Source information →
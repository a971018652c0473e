//! Synthetic spreadsheet for running the viewer without network access
//!
//! Readings are five minutes apart, newest first, counting back from
//! 2021-03-10 23:55. Values follow slow sine waves and carry three decimals
//! so the rounding path is exercised.

use std::time::Duration;

use hometemp_core::sheets::{FetchError, SheetLayout, SheetRange, SheetSource, ValueRange};
use log::debug;

/// Rows a demo sheet holds by default
pub const DEFAULT_DEMO_ROWS: u32 = 1000;

/// Readings fit inside these days of March 2021
const MAX_DEMO_ROWS: u32 = 9 * MINUTES_PER_DAY / SAMPLE_INTERVAL_MIN;

const SAMPLE_INTERVAL_MIN: u32 = 5;
const MINUTES_PER_DAY: u32 = 24 * 60;
const NEWEST_DAY: u32 = 10;
const NEWEST_MINUTE_OF_DAY: u32 = 23 * 60 + 55;

#[derive(Debug, Clone)]
pub struct DemoSheetSource {
    layout: SheetLayout,
    rows: u32,
    latency: Duration,
    malformed_row: Option<u32>,
}

impl DemoSheetSource {
    pub fn new(layout: SheetLayout, rows: u32) -> Self {
        Self {
            layout,
            rows: rows.min(MAX_DEMO_ROWS),
            latency: Duration::ZERO,
            malformed_row: None,
        }
    }

    /// Delay every read, to make overlapping requests observable
    pub fn with_latency(mut self, latency: Duration) -> Self {
        self.latency = latency;
        self
    }

    /// Corrupt the temperature cell of one sheet row
    pub fn with_malformed_row(mut self, row: Option<u32>) -> Self {
        self.malformed_row = row;
        self
    }

    fn last_row(&self) -> Option<u32> {
        self.rows
            .checked_sub(1)
            .map(|n| self.layout.first_data_row.saturating_add(n))
    }

    /// Cells of sheet row `row`, which must be a data row
    fn row_cells(&self, row: u32) -> Vec<String> {
        let age = row - self.layout.first_data_row;
        let minutes_back = age * SAMPLE_INTERVAL_MIN;
        let total = NEWEST_DAY * MINUTES_PER_DAY + NEWEST_MINUTE_OF_DAY - minutes_back;
        let (day, minute) = (total / MINUTES_PER_DAY, total % MINUTES_PER_DAY);
        let timestamp = format!(
            "2021-03-{:02} {:02}:{:02}:00",
            day,
            minute / 60,
            minute % 60
        );

        let t = age as f64;
        let temperature = 22.5 + 2.5 * (t / 40.0).sin() + 0.4 * (t / 7.0).cos();
        let humidity = 50.0 + 9.0 * (t / 65.0).sin() + 1.5 * (t / 11.0).cos();

        let temperature = if self.malformed_row == Some(row) {
            "n/a".to_string()
        } else {
            format!("{:.3}", temperature)
        };

        vec![timestamp, temperature, format!("{:.3}", humidity)]
    }
}

impl SheetSource for DemoSheetSource {
    async fn read_range(&self, range: &SheetRange) -> Result<ValueRange, FetchError> {
        if !self.latency.is_zero() {
            tokio::time::sleep(self.latency).await;
        }

        let rows = range.rows();
        let Some(last) = self.last_row() else {
            return Ok(ValueRange::empty(range.as_str()));
        };
        if rows.start > last || rows.start < self.layout.first_data_row {
            debug!("Demo sheet has no rows in {}", range.as_str());
            return Ok(ValueRange::empty(range.as_str()));
        }

        let values = (rows.start..=rows.end.min(last))
            .map(|row| self.row_cells(row))
            .collect();
        Ok(ValueRange::with_rows(range.as_str(), values))
    }
}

Exercise directions →
Out of the records above, pull each line containing the word "const".

Answer for this exercise →
pub const DEFAULT_DEMO_ROWS: u32 = 1000;
const MAX_DEMO_ROWS: u32 = 9 * MINUTES_PER_DAY / SAMPLE_INTERVAL_MIN;
const SAMPLE_INTERVAL_MIN: u32 = 5;
const MINUTES_PER_DAY: u32 = 24 * 60;
const NEWEST_DAY: u32 = 10;
const NEWEST_MINUTE_OF_DAY: u32 = 23 * 60 + 55;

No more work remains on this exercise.